The radar images gathered during Cassini's recent flights past the planet's enigmatic moon reveal wind-blown dune fields hundreds of yards wide and more than 1,000 miles long -- most of them near Titan's equator.

The images show clear evidence that the parallel rows upon rows of dunes bend around small mountains and rock formations as they drift across the moon's equatorial surface from northeast to southwest -- in the same way sand dunes on Earth's deserts bend around obstacles in their path.

The ridges of the dunes, according to the radar data, may be up to 150 yards high, and have a striking resemblance to the parallel dunes of sand that cover vast desert areas of Namibia, the Sahara and the fabled Rub al-Khali, or Empty Quarter, of Saudi Arabia.

Although the Huygens probe encountered winds up to 250 mph as it descended for 700 miles in free fall from its berth aboard Cassini, as it neared Titan's surface its parachute deployed and the probe drifted gently under a breeze no greater than 1 mph as it neared the surface.

That same gentle wind speed is what appears to be forming the dunes of Titan, according to Lorenz and his colleagues, and from their radar data they infer that the dunes have actually circumnavigated the moon's surface many times during the billions of years since Saturn and its dozens of moons first formed.

"The morphology of these beautiful features, familiar to us from terrestrial arid regions, is a comforting sign that even though the environment and working materials on Titan are exotic, the physical processes that shape Titan's surface can be understood and studied here on Earth," Lorenz and his colleagues wrote in their Science report.

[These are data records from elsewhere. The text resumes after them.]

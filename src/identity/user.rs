use std::fmt;
use std::str::FromStr;

use chrono::{DateTime, Utc};
use serde::{Deserialize, Serialize};

use crate::error::AppError;

/// Closed set of dashboard roles. The lowercase name doubles as the first path
/// segment of the role's dashboard.
#[derive(Debug, Clone, Copy, PartialEq, Eq, Hash, Serialize, Deserialize)]
#[serde(rename_all = "lowercase")]
pub enum Role {
    Admin,
    Requester,
    Packer,
    Shipper,
}

impl Role {
    pub const ALL: [Role; 4] = [Role::Admin, Role::Requester, Role::Packer, Role::Shipper];

    pub fn as_str(&self) -> &'static str {
        match self {
            Role::Admin => "admin",
            Role::Requester => "requester",
            Role::Packer => "packer",
            Role::Shipper => "shipper",
        }
    }

    /// Home route for the role, e.g. `/packer`.
    pub fn route(&self) -> String {
        format!("/{}", self.as_str())
    }
}

impl fmt::Display for Role {
    fn fmt(&self, f: &mut fmt::Formatter<'_>) -> fmt::Result {
        f.write_str(self.as_str())
    }
}

impl FromStr for Role {
    type Err = AppError;

    fn from_str(s: &str) -> Result<Self, Self::Err> {
        Role::ALL
            .iter()
            .copied()
            .find(|r| r.as_str() == s)
            .ok_or_else(|| AppError::user("unknown_role".to_string(), format!("unknown role '{}'", s)))
    }
}

#[derive(Debug, Clone, PartialEq, Eq, Serialize, Deserialize)]
pub struct User {
    pub id: String,
    pub role: Role,
    pub active: bool,
    #[serde(default)]
    pub deleted_at: Option<DateTime<Utc>>,
    /// Identity-provider account id; `None` until the invite is accepted.
    #[serde(default)]
    pub provider_id: Option<String>,
    pub email: String,
    #[serde(default)]
    pub name: Option<String>,
    #[serde(default)]
    pub picture: Option<String>,
    pub created_at: DateTime<Utc>,
    #[serde(default)]
    pub last_login: Option<DateTime<Utc>>,
}

impl User {
    pub fn is_deleted(&self) -> bool {
        self.deleted_at.is_some()
    }

    pub fn is_pending_invite(&self) -> bool {
        self.provider_id.is_none()
    }

    /// Accepted, active and not soft-deleted. Only such a record may back a session.
    pub fn is_usable(&self) -> bool {
        self.active && !self.is_deleted() && !self.is_pending_invite()
    }

    pub fn summary(&self) -> UserSummary {
        UserSummary { id: self.id.clone(), role: self.role }
    }
}

/// The `{id, role}` pair a session resolves to.
#[derive(Debug, Clone, PartialEq, Eq, Serialize, Deserialize)]
pub struct UserSummary {
    pub id: String,
    pub role: Role,
}
use super::user::Role;

#[derive(Debug, Clone, PartialEq, Eq)]
pub enum RouteDecision {
    Match,
    Mismatch { correct_route: String },
}

/// First non-empty path segment, ignoring any query string or fragment.
pub fn first_segment(path: &str) -> &str {
    let end = path.find(['?', '#']).unwrap_or(path.len());
    path[..end].split('/').find(|s| !s.is_empty()).unwrap_or("")
}

pub fn match_route(role: Role, path: &str) -> RouteDecision {
    if first_segment(path) == role.as_str() {
        RouteDecision::Match
    } else {
        RouteDecision::Mismatch { correct_route: role.route() }
    }
}
use std::sync::Arc;

use tracing::{debug, warn};

use super::directory::UserDirectory;
use super::user::User;
use crate::tprintln;

/// Opaque session token; the id of a user record.
pub type SessionToken = String;

#[derive(Debug, Clone, PartialEq, Eq)]
pub enum SessionState {
    Authenticated(User),
    Unauthenticated,
}

impl SessionState {
    pub fn user(&self) -> Option<&User> {
        match self {
            SessionState::Authenticated(u) => Some(u),
            SessionState::Unauthenticated => None,
        }
    }
}

/// Outcome of resolving one request's token. `clear_cookie` tells the caller to
/// expire the cookie so the next request fails without a lookup.
#[derive(Debug, Clone, PartialEq, Eq)]
pub struct Resolution {
    pub state: SessionState,
    pub clear_cookie: bool,
}

impl Resolution {
    fn unauthenticated(clear_cookie: bool) -> Self {
        Self { state: SessionState::Unauthenticated, clear_cookie }
    }
}

#[derive(Clone)]
pub struct SessionResolver {
    directory: Arc<dyn UserDirectory>,
}

impl SessionResolver {
    pub fn new(directory: Arc<dyn UserDirectory>) -> Self {
        Self { directory }
    }

    /// Only an active, non-deleted, accepted user record authenticates. The status is
    /// re-read on every call so a deactivation takes effect on the next request.
    pub async fn resolve(&self, token: Option<&str>) -> Resolution {
        let Some(token) = token.filter(|t| !t.is_empty()) else {
            return Resolution::unauthenticated(false);
        };
        match self.directory.lookup_by_id(token).await {
            Ok(Some(user)) => {
                if !user.is_usable() {
                    debug!(target: "auth", user_id = %user.id, active = user.active, deleted = user.is_deleted(), pending = user.is_pending_invite(), "session user no longer usable");
                    return Resolution::unauthenticated(true);
                }
                tprintln!("session.resolve user={} role={}", user.id, user.role);
                Resolution { state: SessionState::Authenticated(user), clear_cookie: false }
            }
            Ok(None) => {
                debug!(target: "auth", "session token does not match any user");
                Resolution::unauthenticated(true)
            }
            Err(e) => {
                warn!(target: "auth", "session lookup failed, clearing session: {}", e);
                Resolution::unauthenticated(true)
            }
        }
    }
}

Other scientists on the Cassini-Huygens mission were equally impressed.

"It shows again and again that Titan is not at all what we'd thought it would be," said Christopher McKay, an astrophysicist at NASA's Ames Research Center in Mountain View who recently returned from studying a vast dune field in North Africa's Sahara Desert in order to compare them to dunes known to exist on Mars.

"When Huygens was built," McKay said Thursday, "it was built like a boat to float on a Titan sea, but now we have a desert, and what we'd thought would be a surface of gooey organic stuff now turns out to be dry and wind-blown. It's a real surprise."

To Carolyn Porco, leader of the Cassini imaging team and senior research scientist at the Space Science Institute in Boulder, Colo., the discovery of Titan's dunes "is one of the most spectacular things that's been discovered in the Saturn system."

"It's telling us that the surface winds are blowing consistently, that tides are a significant influence, and that the dune material has to be really dry -- although we'll still be struggling to learn just what it's made of. "We still have a major puzzle about its composition, although it all looks so magical, and so much like the deserts here on Earth."